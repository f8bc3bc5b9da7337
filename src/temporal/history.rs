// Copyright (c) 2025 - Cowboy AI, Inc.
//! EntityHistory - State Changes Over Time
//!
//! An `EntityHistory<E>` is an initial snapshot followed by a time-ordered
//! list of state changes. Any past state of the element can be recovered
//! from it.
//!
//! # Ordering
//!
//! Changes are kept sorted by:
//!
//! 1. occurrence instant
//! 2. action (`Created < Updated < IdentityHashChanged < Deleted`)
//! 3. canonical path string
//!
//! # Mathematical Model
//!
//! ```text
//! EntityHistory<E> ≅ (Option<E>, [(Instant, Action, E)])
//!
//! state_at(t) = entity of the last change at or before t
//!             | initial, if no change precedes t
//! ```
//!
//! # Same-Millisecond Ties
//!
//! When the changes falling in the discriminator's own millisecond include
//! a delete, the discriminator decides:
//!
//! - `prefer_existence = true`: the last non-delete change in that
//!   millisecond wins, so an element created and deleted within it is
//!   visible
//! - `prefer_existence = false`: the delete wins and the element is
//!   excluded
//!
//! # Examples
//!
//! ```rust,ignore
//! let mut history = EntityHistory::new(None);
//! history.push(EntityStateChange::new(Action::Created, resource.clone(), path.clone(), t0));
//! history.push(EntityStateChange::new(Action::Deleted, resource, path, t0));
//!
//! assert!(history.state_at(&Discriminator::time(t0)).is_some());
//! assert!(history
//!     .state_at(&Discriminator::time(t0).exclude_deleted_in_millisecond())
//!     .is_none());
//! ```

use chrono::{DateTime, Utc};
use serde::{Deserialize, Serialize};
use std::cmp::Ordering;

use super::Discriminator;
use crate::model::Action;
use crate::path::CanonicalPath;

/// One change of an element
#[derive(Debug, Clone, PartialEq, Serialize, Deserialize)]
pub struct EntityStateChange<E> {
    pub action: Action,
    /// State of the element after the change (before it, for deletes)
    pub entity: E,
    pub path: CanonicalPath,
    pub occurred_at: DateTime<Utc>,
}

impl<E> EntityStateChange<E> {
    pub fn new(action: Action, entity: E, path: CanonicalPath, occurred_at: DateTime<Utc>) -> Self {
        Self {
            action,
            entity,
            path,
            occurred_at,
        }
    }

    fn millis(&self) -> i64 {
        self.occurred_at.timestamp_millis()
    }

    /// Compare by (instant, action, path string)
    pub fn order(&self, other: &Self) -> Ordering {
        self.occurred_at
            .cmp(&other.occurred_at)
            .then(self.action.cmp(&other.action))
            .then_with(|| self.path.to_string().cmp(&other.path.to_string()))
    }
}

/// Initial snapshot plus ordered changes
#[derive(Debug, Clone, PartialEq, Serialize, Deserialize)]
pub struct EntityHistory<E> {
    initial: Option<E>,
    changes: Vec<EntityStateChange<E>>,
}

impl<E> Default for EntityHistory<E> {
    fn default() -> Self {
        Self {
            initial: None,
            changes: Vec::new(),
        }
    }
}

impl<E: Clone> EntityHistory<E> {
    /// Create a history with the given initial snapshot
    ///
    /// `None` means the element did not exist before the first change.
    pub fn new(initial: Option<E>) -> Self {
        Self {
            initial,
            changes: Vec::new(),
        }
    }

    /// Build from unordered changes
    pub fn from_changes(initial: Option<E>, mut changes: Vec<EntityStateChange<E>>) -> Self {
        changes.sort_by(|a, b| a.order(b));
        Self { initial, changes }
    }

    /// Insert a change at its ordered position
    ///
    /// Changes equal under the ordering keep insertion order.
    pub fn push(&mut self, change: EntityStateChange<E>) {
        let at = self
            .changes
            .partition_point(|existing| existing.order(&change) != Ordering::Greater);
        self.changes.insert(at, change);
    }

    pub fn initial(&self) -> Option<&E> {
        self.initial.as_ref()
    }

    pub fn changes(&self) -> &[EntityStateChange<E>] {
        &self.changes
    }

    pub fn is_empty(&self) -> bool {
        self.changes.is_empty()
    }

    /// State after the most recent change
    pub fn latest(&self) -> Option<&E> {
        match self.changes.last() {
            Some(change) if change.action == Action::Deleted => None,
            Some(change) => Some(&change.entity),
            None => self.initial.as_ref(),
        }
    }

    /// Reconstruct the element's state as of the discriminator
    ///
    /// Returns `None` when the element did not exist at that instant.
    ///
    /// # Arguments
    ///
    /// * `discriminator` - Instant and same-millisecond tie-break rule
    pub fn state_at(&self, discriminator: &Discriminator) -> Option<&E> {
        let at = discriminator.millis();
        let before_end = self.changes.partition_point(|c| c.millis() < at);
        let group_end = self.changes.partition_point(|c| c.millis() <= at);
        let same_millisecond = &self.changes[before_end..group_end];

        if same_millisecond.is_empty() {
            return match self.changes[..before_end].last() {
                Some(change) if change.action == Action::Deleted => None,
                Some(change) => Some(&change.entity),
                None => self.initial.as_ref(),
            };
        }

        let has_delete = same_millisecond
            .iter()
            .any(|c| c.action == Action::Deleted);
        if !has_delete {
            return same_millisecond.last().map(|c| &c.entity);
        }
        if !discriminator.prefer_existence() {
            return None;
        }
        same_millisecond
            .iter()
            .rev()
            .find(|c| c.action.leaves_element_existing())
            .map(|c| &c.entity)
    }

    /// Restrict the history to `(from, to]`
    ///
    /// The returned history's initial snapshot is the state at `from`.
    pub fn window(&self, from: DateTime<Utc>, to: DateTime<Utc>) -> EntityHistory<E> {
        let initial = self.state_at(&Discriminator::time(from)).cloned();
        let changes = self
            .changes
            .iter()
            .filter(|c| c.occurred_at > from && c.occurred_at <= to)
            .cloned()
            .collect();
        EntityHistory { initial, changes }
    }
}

+--

▶ [Work required]:
The whole listing needs copying. Write it out exactly.

▶ [Solution for this exercise]:
repository f8bc3bc5b9da7337
filename src/temporal/history.rs
// Copyright (c) 2025 - Cowboy AI, Inc.
//! EntityHistory - State Changes Over Time
//!
//! An `EntityHistory<E>` is an initial snapshot followed by a time-ordered
//! list of state changes. Any past state of the element can be recovered
//! from it.
//!
//! # Ordering
//!
//! Changes are kept sorted by:
//!
//! 1. occurrence instant
//! 2. action (`Created < Updated < IdentityHashChanged < Deleted`)
//! 3. canonical path string
//!
//! # Mathematical Model
//!
//! ```text
//! EntityHistory<E> ≅ (Option<E>, [(Instant, Action, E)])
//!
//! state_at(t) = entity of the last change at or before t
//!             | initial, if no change precedes t
//! ```
//!
//! # Same-Millisecond Ties
//!
//! When the changes falling in the discriminator's own millisecond include
//! a delete, the discriminator decides:
//!
//! - `prefer_existence = true`: the last non-delete change in that
//!   millisecond wins, so an element created and deleted within it is
//!   visible
//! - `prefer_existence = false`: the delete wins and the element is
//!   excluded
//!
//! # Examples
//!
//! ```rust,ignore
//! let mut history = EntityHistory::new(None);
//! history.push(EntityStateChange::new(Action::Created, resource.clone(), path.clone(), t0));
//! history.push(EntityStateChange::new(Action::Deleted, resource, path, t0));
//!
//! assert!(history.state_at(&Discriminator::time(t0)).is_some());
//! assert!(history
//!     .state_at(&Discriminator::time(t0).exclude_deleted_in_millisecond())
//!     .is_none());
//! ```

use chrono::{DateTime, Utc};
use serde::{Deserialize, Serialize};
use std::cmp::Ordering;

use super::Discriminator;
use crate::model::Action;
use crate::path::CanonicalPath;

/// One change of an element
#[derive(Debug, Clone, PartialEq, Serialize, Deserialize)]
pub struct EntityStateChange<E> {
    pub action: Action,
    /// State of the element after the change (before it, for deletes)
    pub entity: E,
    pub path: CanonicalPath,
    pub occurred_at: DateTime<Utc>,
}

impl<E> EntityStateChange<E> {
    pub fn new(action: Action, entity: E, path: CanonicalPath, occurred_at: DateTime<Utc>) -> Self {
        Self {
            action,
            entity,
            path,
            occurred_at,
        }
    }

    fn millis(&self) -> i64 {
        self.occurred_at.timestamp_millis()
    }

    /// Compare by (instant, action, path string)
    pub fn order(&self, other: &Self) -> Ordering {
        self.occurred_at
            .cmp(&other.occurred_at)
            .then(self.action.cmp(&other.action))
            .then_with(|| self.path.to_string().cmp(&other.path.to_string()))
    }
}

/// Initial snapshot plus ordered changes
#[derive(Debug, Clone, PartialEq, Serialize, Deserialize)]
pub struct EntityHistory<E> {
    initial: Option<E>,
    changes: Vec<EntityStateChange<E>>,
}

impl<E> Default for EntityHistory<E> {
    fn default() -> Self {
        Self {
            initial: None,
            changes: Vec::new(),
        }
    }
}

impl<E: Clone> EntityHistory<E> {
    /// Create a history with the given initial snapshot
    ///
    /// `None` means the element did not exist before the first change.
    pub fn new(initial: Option<E>) -> Self {
        Self {
            initial,
            changes: Vec::new(),
        }
    }

    /// Build from unordered changes
    pub fn from_changes(initial: Option<E>, mut changes: Vec<EntityStateChange<E>>) -> Self {
        changes.sort_by(|a, b| a.order(b));
        Self { initial, changes }
    }

    /// Insert a change at its ordered position
    ///
    /// Changes equal under the ordering keep insertion order.
    pub fn push(&mut self, change: EntityStateChange<E>) {
        let at = self
            .changes
            .partition_point(|existing| existing.order(&change) != Ordering::Greater);
        self.changes.insert(at, change);
    }

    pub fn initial(&self) -> Option<&E> {
        self.initial.as_ref()
    }

    pub fn changes(&self) -> &[EntityStateChange<E>] {
        &self.changes
    }

    pub fn is_empty(&self) -> bool {
        self.changes.is_empty()
    }

    /// State after the most recent change
    pub fn latest(&self) -> Option<&E> {
        match self.changes.last() {
            Some(change) if change.action == Action::Deleted => None,
            Some(change) => Some(&change.entity),
            None => self.initial.as_ref(),
        }
    }

    /// Reconstruct the element's state as of the discriminator
    ///
    /// Returns `None` when the element did not exist at that instant.
    ///
    /// # Arguments
    ///
    /// * `discriminator` - Instant and same-millisecond tie-break rule
    pub fn state_at(&self, discriminator: &Discriminator) -> Option<&E> {
        let at = discriminator.millis();
        let before_end = self.changes.partition_point(|c| c.millis() < at);
        let group_end = self.changes.partition_point(|c| c.millis() <= at);
        let same_millisecond = &self.changes[before_end..group_end];

        if same_millisecond.is_empty() {
            return match self.changes[..before_end].last() {
                Some(change) if change.action == Action::Deleted => None,
                Some(change) => Some(&change.entity),
                None => self.initial.as_ref(),
            };
        }

        let has_delete = same_millisecond
            .iter()
            .any(|c| c.action == Action::Deleted);
        if !has_delete {
            return same_millisecond.last().map(|c| &c.entity);
        }
        if !discriminator.prefer_existence() {
            return None;
        }
        same_millisecond
            .iter()
            .rev()
            .find(|c| c.action.leaves_element_existing())
            .map(|c| &c.entity)
    }

    /// Restrict the history to `(from, to]`
    ///
    /// The returned history's initial snapshot is the state at `from`.
    pub fn window(&self, from: DateTime<Utc>, to: DateTime<Utc>) -> EntityHistory<E> {
        let initial = self.state_at(&Discriminator::time(from)).cloned();
        let changes = self
            .changes
            .iter()
            .filter(|c| c.occurred_at > from && c.occurred_at <= to)
            .cloned()
            .collect();
        EntityHistory { initial, changes }
    }
}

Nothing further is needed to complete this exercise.